La prime bruxelloise "zone de basse émission" sera limitée aux petits revenus

Les véhicules polluants seront progressivement interdits à Bruxelles. ©Belgaimage

Le gouvernement bruxellois conditionne son soutien à l’abandon de son véhicule polluant. En raison d’un budget étriqué, selon le projet des ministres Céline Fremault et Pascal Smet.

C’était attendu, la Région bruxelloise va revoir sa prime Bruxell’Air pour l’adapter à la zone de basse émission. Rappel, la Région va progressivement interdire la circulation des véhicules les plus polluants dans la capitale en fonction des normes d’émissions européennes. On rappellera aussi que cette prime était accordée à tout usager qui renonçait à sa voiture et faisait radier sa plaque d’immatriculation. Outre un abonnement Cambio (voiture partagée), le système permettait de choisir entre un abonnement Stib et une prime vélo d’une valeur de 505 euros. Cette prime était doublée si le véhicule concerné avait été immatriculé avant 2000 et était détruit dans un centre agréé.

500€
Le montant de la prime de soutien à l’achat d’un vélo.

Ce dispositif introduit en 2006 est radicalement modifié pour devenir une "mesure d’accompagnement" de la zone de basse émission (la LEZ), en vigueur depuis le début de l’année, selon la note au gouvernement bruxellois que L’Echo a pu consulter. "Il a toutefois été décidé qu’une prime adaptée devait rester dans une enveloppe budgétaire fermée, promouvoir autant d’alternatives que possible à la voiture personnelle mais aussi un système simple dont les frais généraux administratifs peuvent rester les plus limités possibles", peut-on y lire. En clair, le gouvernement bruxellois ne devrait pas augmenter le budget de cette prime, qui est fixé annuellement à 750.000 euros. "Avec le budget actuellement fixé, il ne sera pas possible d’octroyer une prime à chaque demandeur potentiel, confirme la note de la ministre de l’Environnement Céline Fremault (cdH). Par conséquent, pour assurer plus d’équité sociale et d’égalité de traitement, il est nécessaire de limiter l’accès à cette prime en fonction de la capacité financière des bénéficiaires…"

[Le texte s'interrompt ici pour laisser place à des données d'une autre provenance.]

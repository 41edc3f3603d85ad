use csv::Writer;
use serde::Serialize;

use api_types::entry::Entry;

#[derive(Serialize)]
struct EntryRow<'a> {
    date: String,
    kind: &'a str,
    amount: String,
    currency: &'a str,
    category: &'a str,
    description: &'a str,
    recorded_by: &'a str,
}

/// Serializes an entry listing to CSV, amounts in plain major units
/// (no thousands separators, so spreadsheets parse them as numbers).
pub fn entries_to_csv(entries: &[Entry]) -> Result<Vec<u8>, csv::Error> {
    let mut writer = Writer::from_writer(Vec::new());
    for entry in entries {
        let magnitude = entry.amount_minor.abs();
        writer.serialize(EntryRow {
            date: entry.entry_date.to_string(),
            kind: entry.kind.as_str(),
            amount: format!("{}.{:02}", magnitude / 100, magnitude % 100),
            currency: &entry.currency_code,
            category: entry.category_name.as_deref().unwrap_or(""),
            description: entry.description.as_deref().unwrap_or(""),
            recorded_by: &entry.member_name,
        })?;
    }
    writer.into_inner().map_err(|err| err.into_error().into())
}

#[cfg(test)]
mod tests {
    use super::*;
    use api_types::category::CategoryKind;
    use chrono::NaiveDateTime;

    fn entry(kind: CategoryKind, amount_minor: i64) -> Entry {
        Entry {
            id: "e1".to_string(),
            budget_id: "b1".to_string(),
            category_id: "c1".to_string(),
            kind,
            amount_minor,
            currency_code: "USD".to_string(),
            entry_date: "2026-08-04".parse().unwrap(),
            description: Some("coffee, beans".to_string()),
            counterparty: None,
            created_by: "u1".to_string(),
            created_at: NaiveDateTime::default(),
            member_name: "Ada".to_string(),
            member_email: "ada@example.com".to_string(),
            member_avatar: None,
            comment_count: None,
            attachment_count: None,
            category_name: Some("Food".to_string()),
        }
    }

    #[test]
    fn header_and_quoting_survive_round_trip() {
        let bytes = entries_to_csv(&[entry(CategoryKind::Expense, 123_45)]).unwrap();
        let text = String::from_utf8(bytes).unwrap();
        let mut lines = text.lines();
        assert_eq!(
            lines.next().unwrap(),
            "date,kind,amount,currency,category,description,recorded_by"
        );
        let row = lines.next().unwrap();
        assert!(row.contains("123.45"));
        assert!(row.contains("\"coffee, beans\""));
    }

    #[test]
    fn amounts_export_as_magnitudes() {
        let bytes = entries_to_csv(&[entry(CategoryKind::Expense, -50_00)]).unwrap();
        let text = String::from_utf8(bytes).unwrap();
        assert!(text.contains(",50.00,"));
        assert!(!text.contains("-50.00"));
    }
}
pub mod components;
pub mod keymap;
pub mod screens;

mod terminal;
mod theme;

use ratatui::{
    Frame,
    layout::{Constraint, Direction, Layout, Rect},
    style::Style,
    text::{Line, Span},
    widgets::Paragraph,
};

use api_types::notification::UnreadCount;
use client::QueryCache;

use crate::app::{AppState, Screen, Section};

pub use terminal::{AppTerminal as Terminal, restore_terminal, setup_terminal};
pub use theme::Theme;

pub fn render(frame: &mut Frame<'_>, state: &AppState, cache: &QueryCache) {
    let area = frame.area();
    match state.screen {
        Screen::Login => screens::login::render(frame, area, state),
        Screen::Home => render_shell(frame, area, state, cache),
    }
}

fn render_shell(frame: &mut Frame<'_>, area: Rect, state: &AppState, cache: &QueryCache) {
    let theme = Theme::default();

    let layout = Layout::default()
        .direction(Direction::Vertical)
        .constraints([
            Constraint::Length(1), // Info bar
            Constraint::Length(2), // Tab bar
            Constraint::Min(0),    // Main content
            Constraint::Length(1), // Bottom bar
        ])
        .split(area);

    render_info_bar(frame, layout[0], state, cache, &theme);
    components::tabs::render_tabs(frame, layout[1], state.section, &theme);

    match state.section {
        Section::Budgets => screens::budgets::render(frame, layout[2], state, cache),
        Section::Overview => screens::overview::render(frame, layout[2], state, cache),
        Section::Entries => screens::entries::render(frame, layout[2], state, cache),
        Section::Summary => screens::summary::render(frame, layout[2], state, cache),
        Section::Notifications => screens::notifications::render(frame, layout[2], state, cache),
    }

    render_bottom_bar(frame, layout[3], state, &theme);
    components::toast::render(frame, area, state.toast.as_ref());
}

fn render_info_bar(
    frame: &mut Frame<'_>,
    area: Rect,
    state: &AppState,
    cache: &QueryCache,
    theme: &Theme,
) {
    let user = state.user_name.as_deref().unwrap_or("-");
    let budget = state
        .budget_key()
        .and_then(|key| cache.get::<api_types::budget::BudgetSummary>(&key))
        .map(|budget| budget.name.clone())
        .unwrap_or_else(|| "-".to_string());
    let unread = cache
        .get::<UnreadCount>(&state.unread_key())
        .map(|count| count.count)
        .unwrap_or(0);

    let line = Line::from(vec![
        Span::styled("Philand  ", Style::default().fg(theme.accent)),
        Span::styled("User", Style::default().fg(theme.text_muted)),
        Span::raw(format!(": {user}  ")),
        Span::styled("Budget", Style::default().fg(theme.text_muted)),
        Span::raw(format!(": {budget}  ")),
        Span::styled("Unread", Style::default().fg(theme.text_muted)),
        Span::raw(format!(": {unread}  ")),
        Span::styled("Today", Style::default().fg(theme.text_muted)),
        Span::raw(format!(": {}", state.today)),
    ]);

    frame.render_widget(Paragraph::new(line), area);
}

fn render_bottom_bar(frame: &mut Frame<'_>, area: Rect, state: &AppState, theme: &Theme) {
    let mut parts = components::tabs::tab_shortcuts(theme);

    let context_hints = get_context_hints(state, theme);
    if !context_hints.is_empty() {
        parts.push(Span::styled("  │  ", Style::default().fg(theme.border)));
        parts.extend(context_hints);
    }

    parts.push(Span::styled("  │  ", Style::default().fg(theme.border)));
    parts.push(Span::styled("r", Style::default().fg(theme.accent)));
    parts.push(Span::raw(" refresh  "));
    parts.push(Span::styled("q", Style::default().fg(theme.accent)));
    parts.push(Span::raw(" quit"));

    frame.render_widget(Paragraph::new(Line::from(parts)), area);
}

fn get_context_hints(state: &AppState, theme: &Theme) -> Vec<Span<'static>> {
    let accent = Style::default().fg(theme.accent);
    match state.section {
        Section::Budgets => vec![
            Span::styled("Enter", accent),
            Span::raw(" open  "),
            Span::styled("/", accent),
            Span::raw(" search  "),
            Span::styled("c", accent),
            Span::raw(" create  "),
            Span::styled("m", accent),
            Span::raw(" transfer  "),
            Span::styled("x", accent),
            Span::raw(" archive"),
        ],
        Section::Overview => vec![
            Span::styled("e", accent),
            Span::raw(" entries  "),
            Span::styled("s", accent),
            Span::raw(" summary"),
        ],
        Section::Entries => vec![
            Span::styled("a", accent),
            Span::raw(" add  "),
            Span::styled("/", accent),
            Span::raw(" search  "),
            Span::styled("f", accent),
            Span::raw(" kind  "),
            Span::styled("d", accent),
            Span::raw(" period  "),
            Span::styled("1-3", accent),
            Span::raw(" sort  "),
            Span::styled("n/p", accent),
            Span::raw(" page  "),
            Span::styled("x", accent),
            Span::raw(" delete  "),
            Span::styled("w", accent),
            Span::raw(" export"),
        ],
        Section::Summary => vec![
            Span::styled("d", accent),
            Span::raw(" period"),
        ],
        Section::Notifications => vec![
            Span::styled("m", accent),
            Span::raw(" mark read  "),
            Span::styled("a", accent),
            Span::raw(" mark all"),
        ],
    }
}
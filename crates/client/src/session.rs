use std::sync::{Arc, Mutex, MutexGuard};

use api_types::user::UserProfile;

/// An authenticated session: the bearer token plus the signed-in user.
#[derive(Clone, Debug)]
pub struct Session {
    pub token: String,
    pub user: UserProfile,
}

#[derive(Debug, Default)]
struct SessionState {
    session: Option<Session>,
    /// Latched when a 401/403 tore the session down; drained once by the
    /// front end to show the "signed out" notice.
    expired: bool,
}

/// Shared, injectable session context.
///
/// Initialized at app start, handed to [`ApiClient`](crate::ApiClient), read
/// on every outgoing request, cleared on logout or when any response comes
/// back 401/403.
#[derive(Clone, Debug, Default)]
pub struct SessionContext {
    inner: Arc<Mutex<SessionState>>,
}

impl SessionContext {
    pub fn new() -> Self {
        Self::default()
    }

    fn state(&self) -> MutexGuard<'_, SessionState> {
        self.inner.lock().unwrap_or_else(|err| err.into_inner())
    }

    pub fn set(&self, session: Session) {
        let mut state = self.state();
        state.session = Some(session);
        state.expired = false;
    }

    /// Local logout; does not latch the expiry notice.
    pub fn clear(&self) {
        self.state().session = None;
    }

    /// Server-side teardown: clears the session and latches the expiry flag.
    pub fn expire(&self) {
        let mut state = self.state();
        state.session = None;
        state.expired = true;
    }

    /// Returns `true` exactly once after [`expire`](Self::expire) ran.
    pub fn take_expired(&self) -> bool {
        let mut state = self.state();
        std::mem::take(&mut state.expired)
    }

    pub fn token(&self) -> Option<String> {
        self.state().session.as_ref().map(|s| s.token.clone())
    }

    pub fn user(&self) -> Option<UserProfile> {
        self.state().session.as_ref().map(|s| s.user.clone())
    }

    pub fn is_authenticated(&self) -> bool {
        self.state().session.is_some()
    }
}

#[cfg(test)]
mod tests {
    use super::*;
    use api_types::membership::Role;

    fn profile() -> UserProfile {
        UserProfile {
            id: "u1".to_string(),
            email: "ada@example.com".to_string(),
            name: "Ada".to_string(),
            role: Role::Owner,
            avatar: None,
            bio: None,
            timezone: "UTC".to_string(),
            locale: "en".to_string(),
            created_at: chrono::NaiveDateTime::default(),
            updated_at: chrono::NaiveDateTime::default(),
        }
    }

    #[test]
    fn expire_clears_session_and_latches_once() {
        let ctx = SessionContext::new();
        ctx.set(Session {
            token: "tok".to_string(),
            user: profile(),
        });
        assert!(ctx.is_authenticated());

        ctx.expire();
        assert!(!ctx.is_authenticated());
        assert!(ctx.take_expired());
        assert!(!ctx.take_expired());
    }

    #[test]
    fn login_resets_a_pending_expiry() {
        let ctx = SessionContext::new();
        ctx.expire();
        ctx.set(Session {
            token: "tok".to_string(),
            user: profile(),
        });
        assert!(!ctx.take_expired());
    }
}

Le nouveau système qui doit être présenté cette semaine au gouvernement bruxellois réduit donc considérablement l’accès à la prime. Ainsi, elle ne sera plus accordée que pour les plaques radiées de véhicules interdits par la LEZ. Ensuite, pour en bénéficier il ne faudra pas dépasser un plafond de revenus de 33.525,36 euros pour un isolé et 48.525,36 pour les cohabitants. Une majoration de 5.000 euros par enfant à charge mais plafonnée à 10.000 euros est prévue pour ce critère d’admission.

Pas de prime aux cyclos

Autre nouveauté, les cyclomoteurs seront intégrés dans le nombre de véhicules à moteur détenus par le ménage. Il s’agit d’assurer "la cohérence de la mesure et d’éviter qu’une voiture soit remplacée par un cyclomoteur qui cause de nombreuses nuisances, notamment en termes de qualité de l’air", dit la note. Le doublement de la prime pour les véhicules détruits est supprimé. Raison invoquée: il ne concerne que 11% des primes accordées et cette suppression facilite la gestion du système et en diminue le coût administratif. Au passage la prime Bruxell’Air change de nom pour devenir la "prime LEZ".

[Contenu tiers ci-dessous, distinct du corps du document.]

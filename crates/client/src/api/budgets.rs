use api_types::{
    auth::MessageResponse,
    budget::{BudgetBalance, BudgetNew, BudgetSummary, BudgetType, BudgetUpdate},
};

use crate::{error::Result, http::ApiClient};

impl ApiClient {
    /// Lists the caller's budgets, optionally narrowed by free-text search.
    pub async fn budgets(&self, search: Option<&str>) -> Result<Vec<BudgetSummary>> {
        match search {
            Some(query) if !query.is_empty() => {
                self.get_json_with("/api/budgets", &[("query", query.to_string())])
                    .await
            }
            _ => self.get_json("/api/budgets").await,
        }
    }

    pub async fn budget(&self, budget_id: &str) -> Result<BudgetSummary> {
        self.get_json(&format!("/api/budgets/{budget_id}")).await
    }

    pub async fn budget_balance(&self, budget_id: &str) -> Result<BudgetBalance> {
        self.get_json(&format!("/api/budgets/{budget_id}/balance"))
            .await
    }

    pub async fn create_budget(
        &self,
        name: &str,
        currency_code: &str,
        budget_type: Option<BudgetType>,
    ) -> Result<BudgetSummary> {
        self.post_json(
            "/api/budgets",
            &BudgetNew {
                name: name.to_string(),
                currency_code: currency_code.to_string(),
                budget_type,
            },
        )
        .await
    }

    pub async fn update_budget(
        &self,
        budget_id: &str,
        update: &BudgetUpdate,
    ) -> Result<BudgetSummary> {
        self.patch_json(&format!("/api/budgets/{budget_id}"), update)
            .await
    }

    /// Hard removal; the server cascades categories, entries, members and
    /// comments.
    pub async fn delete_budget(&self, budget_id: &str) -> Result<MessageResponse> {
        self.delete_json(&format!("/api/budgets/{budget_id}")).await
    }
}
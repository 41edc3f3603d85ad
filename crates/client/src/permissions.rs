use api_types::membership::Role;

/// Capability matrix per budget role.
///
/// Roles are strictly ordered (owner ⊇ manager ⊇ contributor ⊇ viewer);
/// member management and budget deletion stay with the owner, settings reach
/// down to managers, entry writes down to contributors.
#[derive(Clone, Copy, Debug, PartialEq, Eq)]
pub struct BudgetPermissions {
    pub can_view: bool,
    pub can_add_entries: bool,
    pub can_edit_entries: bool,
    pub can_manage_categories: bool,
    pub can_view_members: bool,
    pub can_manage_members: bool,
    pub can_manage_settings: bool,
    pub can_delete_budget: bool,
}

impl BudgetPermissions {
    pub fn for_role(role: Role) -> Self {
        Self {
            can_view: true,
            can_add_entries: role.at_least(Role::Contributor),
            can_edit_entries: role.at_least(Role::Contributor),
            can_manage_categories: role.at_least(Role::Manager),
            can_view_members: role == Role::Owner,
            can_manage_members: role == Role::Owner,
            can_manage_settings: role.at_least(Role::Manager),
            can_delete_budget: role == Role::Owner,
        }
    }
}

/// Which budget tabs a role may open.
#[derive(Clone, Copy, Debug, PartialEq, Eq)]
pub struct TabPermissions {
    pub overview: bool,
    pub categories: bool,
    pub entries: bool,
    pub members: bool,
    pub summary: bool,
    pub settings: bool,
}

impl TabPermissions {
    pub fn for_role(role: Role) -> Self {
        let permissions = BudgetPermissions::for_role(role);
        Self {
            overview: permissions.can_view,
            categories: permissions.can_view,
            entries: permissions.can_view,
            members: permissions.can_view_members,
            summary: permissions.can_view,
            settings: permissions.can_manage_settings,
        }
    }
}

#[cfg(test)]
mod tests {
    use super::*;

    #[test]
    fn capabilities_shrink_monotonically_down_the_role_order() {
        let owner = BudgetPermissions::for_role(Role::Owner);
        let manager = BudgetPermissions::for_role(Role::Manager);
        let contributor = BudgetPermissions::for_role(Role::Contributor);
        let viewer = BudgetPermissions::for_role(Role::Viewer);

        assert!(owner.can_delete_budget && owner.can_manage_members);
        assert!(manager.can_manage_settings && !manager.can_manage_members);
        assert!(contributor.can_add_entries && !contributor.can_manage_categories);
        assert!(viewer.can_view && !viewer.can_add_entries);
    }

    #[test]
    fn members_tab_is_owner_only() {
        assert!(TabPermissions::for_role(Role::Owner).members);
        assert!(!TabPermissions::for_role(Role::Manager).members);
        assert!(!TabPermissions::for_role(Role::Viewer).members);
    }

    #[test]
    fn settings_tab_reaches_managers() {
        assert!(TabPermissions::for_role(Role::Manager).settings);
        assert!(!TabPermissions::for_role(Role::Contributor).settings);
    }
}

Cette nouvelle mouture laisse le choix entre plusieurs options:

- Un abonnement annuel MTB d’une valeur de 583 euros "valable sur tout le réseau de la Stib (sauf sur le tronçon Bourget-Brussels Airport), les réseaux urbains du TEC et de De Lijn dans la Région de Bruxelles-Capitale, et en 2e classe, le réseau ferroviaire de la SNCB dans la Région de Bruxelles-Capitale", dixit le site internet de la Stib.

- Une prime de 500 euros pour l’achat d’un vélo.

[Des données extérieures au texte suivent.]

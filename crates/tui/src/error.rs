use thiserror::Error;

pub type Result<T> = std::result::Result<T, AppError>;

#[derive(Debug, Error)]
pub enum AppError {
    #[error("config error: {0}")]
    Config(#[from] config::ConfigError),
    #[error("api error: {0}")]
    Client(#[from] client::ClientError),
    #[error("io error: {0}")]
    Io(#[from] std::io::Error),
    #[error("terminal error: {0}")]
    Terminal(String),
}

- Un budget d’auto-partage de 400 euros.

- Un accès au TaxiBus de 600 euros pour les personnes souffrant d’un handicap.

La note évoque une cinquième option visant l’adaptation des véhicules aux normes de la LEZ mais il ne s’agit que d’une piste à étudier.

Ce système est lancé pour 2019 et 2020 en raison des limites budgétaires du moment mais à terme, il faudra opter pour une formule "à la carte", préconisent les ministres Fremault et Smet. Ils imaginent un budget mobilité accessible via une carte de crédit.

Faute de publicité, la prime Bruxell’Air était tombée en désuétude. Après un pic de 1.847 octrois en 2008, les demandes rencontrées étaient redescendues progressivement pour atteindre un plancher de 520 primes accordées en 2016.